— WHAT YOU HAVE TO DO —
Take the records below and retype them line by line, from the first line through the one containing "붙이고, 백엔드 디스패처가"; stop there.

(Saved entries)
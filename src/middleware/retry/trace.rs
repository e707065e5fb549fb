use std::sync::atomic::{AtomicBool, Ordering};
use std::sync::Arc;

use hyper::Request;

/// 요청이 백엔드에 도달했음을 알리는 훅
///
/// 재시도 미들웨어가 시도마다 요청 extension에 붙이고, 백엔드 디스패처가
/// 요청을 보낸 시점에 `request_written`을 호출합니다. 재시도가 중첩되면
/// 바깥 시도의 훅도 함께 유지됩니다.
#[derive(Debug, Clone, Default)]
pub struct AttemptTrace {
    hooks: Vec<Arc<AtomicBool>>,
}

impl AttemptTrace {
    pub fn attach<B>(req: &mut Request<B>, reached: Arc<AtomicBool>) {
        let mut trace = Self::from_request(req).unwrap_or_default();
        trace.hooks.push(reached);
        req.extensions_mut().insert(trace);
    }

    pub fn from_request<B>(req: &Request<B>) -> Option<AttemptTrace> {
        req.extensions().get::<AttemptTrace>().cloned()
    }

    pub fn request_written(&self) {
        for hook in &self.hooks {
            hook.store(true, Ordering::Release);
        }
    }
}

— SOLUTION TO THIS PROBLEM —
filename src/middleware/retry/trace.rs
repository e707065e5fb549fb
use std::sync::atomic::{AtomicBool, Ordering};
use std::sync::Arc;

use hyper::Request;

/// 요청이 백엔드에 도달했음을 알리는 훅
///
/// 재시도 미들웨어가 시도마다 요청 extension에 붙이고, 백엔드 디스패처가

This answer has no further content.